Vasyl Serhijenko turned to his 5-year-old son Greg as they approached Mechanics Bay for the very first time on a Solent flying boat.

It was February 17, 1952 and their new home of New Zealand proved a world away from the horrors of a post-war refugee camp in Germany.

The Serhijenko­s were just one of many Ukrainian families displaced after World War II who settled in West Auckland, lucky to avoid being snapped up and taken back to the Soviet Union.

More than 60 years have passed and Greg now lives in Pt Chevalier.

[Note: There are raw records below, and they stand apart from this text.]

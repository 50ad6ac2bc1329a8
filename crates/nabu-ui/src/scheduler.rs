use std::cell::{Cell, RefCell};
use std::mem;
use std::rc::{Rc, Weak};

use futures_channel::oneshot;
use indexmap::IndexMap;

use crate::component::{ComponentId, Element};

/// Resolves once the batch that covers the matching request has finished.
pub type UpdateReceiver = oneshot::Receiver<()>;

/// How the scheduler asks its host for a future batch.
///
/// `request_frame` is called once each time the pending set goes from empty
/// to non-empty. The host answers by calling [`Scheduler::run_batch`] on a
/// later tick, never from inside `request_frame`.
pub trait FrameDriver {
    fn request_frame(&self);
}

/// A [`FrameDriver`] for hosts that pump batches themselves (tests, the
/// headless runtime): it only remembers that a frame was asked for.
#[derive(Debug, Default)]
pub struct ManualFrames {
    requested: Cell<bool>,
}

impl ManualFrames {
    pub fn new() -> Rc<Self> {
        Rc::new(Self::default())
    }

    pub fn is_requested(&self) -> bool {
        self.requested.get()
    }

    /// Clears and returns the request flag.
    pub fn take_request(&self) -> bool {
        self.requested.replace(false)
    }
}

impl FrameDriver for ManualFrames {
    fn request_frame(&self) {
        self.requested.set(true);
    }
}

/// Outcome of one [`Scheduler::run_batch`].
#[derive(Debug, Clone, Copy, Default, PartialEq, Eq)]
pub struct BatchReport {
    pub updated: usize,
    pub failed: usize,
}

#[derive(Default)]
struct Pending {
    elements: IndexMap<ComponentId, Weak<Element>>,
    waiters: Vec<oneshot::Sender<()>>,
}

/// Coalesces update requests into batches.
///
/// Any number of requests for the same element before the next batch result
/// in a single `update()`. A batch first updates every pending element, then
/// resolves all receivers handed out for it in request order. Requests made
/// while a batch is running go to the next batch. Cancelling an element the
/// running batch has not reached yet takes it out of that batch too.
///
/// ```rust,ignore
/// let frames = ManualFrames::new();
/// let scheduler = Scheduler::new(frames.clone());
/// let done = scheduler.request_update(&root);
/// if frames.take_request() {
///     scheduler.run_batch();
/// }
/// pollster::block_on(done).unwrap();
/// ```
pub struct Scheduler {
    driver: Rc<dyn FrameDriver>,
    pending: RefCell<Pending>,
    /// Elements of the batch in progress not yet updated.
    running: RefCell<IndexMap<ComponentId, Weak<Element>>>,
}

impl Scheduler {
    pub fn new(driver: Rc<dyn FrameDriver>) -> Self {
        Self { driver, pending: RefCell::new(Pending::default()), running: RefCell::default() }
    }

    /// Queues `element` for the next batch.
    pub fn request_update(&self, element: &Rc<Element>) -> UpdateReceiver {
        let (tx, rx) = oneshot::channel();
        let was_idle = {
            let mut pending = self.pending.borrow_mut();
            let was_idle = pending.elements.is_empty();
            pending.elements.entry(element.id()).or_insert_with(|| Rc::downgrade(element));
            pending.waiters.push(tx);
            was_idle
        };
        if was_idle {
            log::trace!("scheduler: requesting frame for {}", element.id());
            self.driver.request_frame();
        }
        rx
    }

    /// Drops `element` from the pending set and from the batch in progress,
    /// if it has not been updated yet. Receivers already handed out for it
    /// still resolve with their batch.
    pub fn cancel_update(&self, element: &Element) {
        let id = element.id();
        self.pending.borrow_mut().elements.shift_remove(&id);
        self.running.borrow_mut().shift_remove(&id);
    }

    pub fn is_idle(&self) -> bool {
        self.pending.borrow().elements.is_empty()
    }

    pub fn pending_len(&self) -> usize {
        self.pending.borrow().elements.len()
    }

    /// Runs one batch.
    ///
    /// A failing element is logged and counted; the rest of the batch still
    /// runs.
    pub fn run_batch(&self) -> BatchReport {
        let Pending { elements, waiters } = mem::take(&mut *self.pending.borrow_mut());
        *self.running.borrow_mut() = elements;
        let mut report = BatchReport::default();

        // Pop one at a time so updaters may cancel later entries.
        loop {
            let next = self.running.borrow_mut().shift_remove_index(0);
            let Some((id, element)) = next else { break };
            let Some(element) = element.upgrade() else {
                log::warn!("scheduler: skipping dropped element {}", id);
                continue;
            };
            match element.update() {
                Ok(()) => report.updated += 1,
                Err(err) => {
                    log::error!("scheduler: update of `{}` ({}) failed: {}", element.tag(), id, err);
                    report.failed += 1;
                }
            }
        }

        for waiter in waiters {
            // The caller may have dropped its receiver.
            let _ = waiter.send(());
        }

        log::debug!("scheduler: batch done ({} updated, {} failed)", report.updated, report.failed);
        report
    }

    /// Runs batches while `frames` has a request outstanding, at most
    /// `max_batches` times. Returns the number of batches run.
    pub fn pump(&self, frames: &ManualFrames, max_batches: usize) -> usize {
        let mut ran = 0;
        while ran < max_batches && frames.take_request() {
            self.run_batch();
            ran += 1;
        }
        ran
    }
}

#[cfg(test)]
mod tests {
    use std::cell::Cell;

    use nabu_expr::ContextStack;

    use super::*;
    use crate::error::ViewError;
    use crate::headless::HeadlessComponent;
    use crate::tag::TagDescriptor;

    fn element() -> Rc<Element> {
        Element::new(TagDescriptor::parse("div").unwrap(), Box::new(HeadlessComponent::new("div")), ContextStack::new())
    }

    fn counting(element: &Element) -> Rc<Cell<u32>> {
        let count = Rc::new(Cell::new(0));
        let seen = count.clone();
        element.set_updater(Box::new(move |_: &Element| {
            seen.set(seen.get() + 1);
            Ok(())
        }));
        count
    }

    fn setup() -> (Rc<ManualFrames>, Scheduler) {
        let frames = ManualFrames::new();
        let scheduler = Scheduler::new(frames.clone());
        (frames, scheduler)
    }

    #[test]
    fn repeated_requests_coalesce_into_one_update() {
        let (frames, scheduler) = setup();
        let el = element();
        let count = counting(&el);

        let mut first = scheduler.request_update(&el);
        let mut second = scheduler.request_update(&el);
        assert_eq!(scheduler.pending_len(), 1);
        assert!(frames.is_requested());

        // Nothing runs until the host pumps a frame.
        assert_eq!(count.get(), 0);
        assert_eq!(first.try_recv(), Ok(None));
        assert_eq!(second.try_recv(), Ok(None));

        assert!(frames.take_request());
        let report = scheduler.run_batch();
        assert_eq!(report, BatchReport { updated: 1, failed: 0 });
        assert_eq!(count.get(), 1);

        pollster::block_on(first).unwrap();
        pollster::block_on(second).unwrap();
        assert!(scheduler.is_idle());
    }

    #[test]
    fn frame_requested_once_per_batch() {
        let (frames, scheduler) = setup();
        let (a, b) = (element(), element());
        let _ = scheduler.request_update(&a);
        assert!(frames.take_request());
        let _ = scheduler.request_update(&b);
        assert!(!frames.is_requested());
        assert_eq!(scheduler.pending_len(), 2);
    }

    #[test]
    fn cancel_of_unqueued_element_is_harmless() {
        let (frames, scheduler) = setup();
        let (queued, stranger) = (element(), element());
        let queued_count = counting(&queued);
        let stranger_count = counting(&stranger);

        scheduler.cancel_update(&stranger);
        let done = scheduler.request_update(&queued);
        scheduler.cancel_update(&stranger);

        assert_eq!(scheduler.pump(&frames, 10), 1);
        assert_eq!(queued_count.get(), 1);
        assert_eq!(stranger_count.get(), 0);
        pollster::block_on(done).unwrap();
    }

    #[test]
    fn cancelled_element_is_skipped_but_receiver_resolves() {
        let (_, scheduler) = setup();
        let el = element();
        let count = counting(&el);
        let done = scheduler.request_update(&el);
        scheduler.cancel_update(&el);
        assert!(scheduler.is_idle());

        assert_eq!(scheduler.run_batch(), BatchReport::default());
        assert_eq!(count.get(), 0);
        pollster::block_on(done).unwrap();
    }

    #[test]
    fn cancel_during_a_batch_skips_later_element() {
        let (_, scheduler) = setup();
        let scheduler = Rc::new(scheduler);
        let (first, second) = (element(), element());
        let second_count = counting(&second);
        {
            let scheduler = Rc::downgrade(&scheduler);
            let target = Rc::downgrade(&second);
            first.set_updater(Box::new(move |_: &Element| {
                if let (Some(scheduler), Some(target)) = (scheduler.upgrade(), target.upgrade()) {
                    scheduler.cancel_update(&target);
                }
                Ok(())
            }));
        }

        let a = scheduler.request_update(&first);
        let b = scheduler.request_update(&second);
        assert_eq!(scheduler.run_batch(), BatchReport { updated: 1, failed: 0 });
        assert_eq!(second_count.get(), 0);
        pollster::block_on(a).unwrap();
        pollster::block_on(b).unwrap();
        assert!(scheduler.is_idle());
    }

    #[test]
    fn failure_does_not_abort_the_batch() {
        let (_, scheduler) = setup();
        let (bad, good) = (element(), element());
        bad.set_updater(Box::new(|_: &Element| Err(ViewError::RootCount { found: 0 })));
        let good_count = counting(&good);

        let a = scheduler.request_update(&bad);
        let b = scheduler.request_update(&good);
        let report = scheduler.run_batch();

        assert_eq!(report, BatchReport { updated: 1, failed: 1 });
        assert_eq!(good_count.get(), 1);
        pollster::block_on(a).unwrap();
        pollster::block_on(b).unwrap();
    }

    #[test]
    fn dropped_elements_are_skipped() {
        let (_, scheduler) = setup();
        let done = {
            let el = element();
            scheduler.request_update(&el)
        };
        assert_eq!(scheduler.run_batch(), BatchReport::default());
        pollster::block_on(done).unwrap();
    }

    #[test]
    fn requests_during_a_batch_go_to_the_next_one() {
        let (frames, scheduler) = setup();
        let scheduler = Rc::new(scheduler);
        let el = element();
        let count = Rc::new(Cell::new(0));
        let late: Rc<RefCell<Option<UpdateReceiver>>> = Rc::default();

        {
            let scheduler = Rc::downgrade(&scheduler);
            let target = Rc::downgrade(&el);
            let count = count.clone();
            let late = late.clone();
            el.set_updater(Box::new(move |_: &Element| {
                count.set(count.get() + 1);
                if count.get() == 1 {
                    if let (Some(scheduler), Some(target)) = (scheduler.upgrade(), target.upgrade()) {
                        *late.borrow_mut() = Some(scheduler.request_update(&target));
                    }
                }
                Ok(())
            }));
        }

        let first = scheduler.request_update(&el);
        assert!(frames.take_request());
        scheduler.run_batch();
        assert_eq!(count.get(), 1);
        pollster::block_on(first).unwrap();

        // The request made inside the batch asked for a new frame.
        let mut late = late.borrow_mut().take().unwrap();
        assert_eq!(late.try_recv(), Ok(None));
        assert_eq!(scheduler.pending_len(), 1);
        assert_eq!(scheduler.pump(&frames, 10), 1);
        assert_eq!(count.get(), 2);
        assert_eq!(late.try_recv(), Ok(Some(())));
    }

    #[test]
    fn pump_is_bounded() {
        let (frames, scheduler) = setup();
        let scheduler = Rc::new(scheduler);
        let el = element();
        {
            let scheduler = Rc::downgrade(&scheduler);
            let target = Rc::downgrade(&el);
            el.set_updater(Box::new(move |_: &Element| {
                if let (Some(scheduler), Some(target)) = (scheduler.upgrade(), target.upgrade()) {
                    let _ = scheduler.request_update(&target);
                }
                Ok(())
            }));
        }
        let _ = scheduler.request_update(&el);
        assert_eq!(scheduler.pump(&frames, 3), 3);
        assert!(!scheduler.is_idle());
    }
}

He shakes his head in wonder at the turmoil in Crimea and feels sad with what has happened to his country of origin.

‘‘You’ve got to understand the history before you can know what’s right and what’s wrong,’’ he says.

‘‘It’s a sad situation when you look at it from both the people on the Ukrainian and Russian sides.

‘‘It should never have happened and it’s sour grapes on Vladimir Putin’s part.’’

Greg was born in 1946 in a refugee camp in Munsterlag­er, northeast Germany, which was situated in the British-occupied zone after World War II.

He was the youngest of three children and his mother Olga and father Vasyl had been previously reunited in a labour camp.

‘‘I’m positive Dad had ended up in the gulags before the family was reunited but he would never talk about it,’’ Greg says.

‘‘He was the head of our camp and could see the Russians taking people away.

‘‘An ill woman was kidnapped by the KGB so Dad organised some young men to rescue her.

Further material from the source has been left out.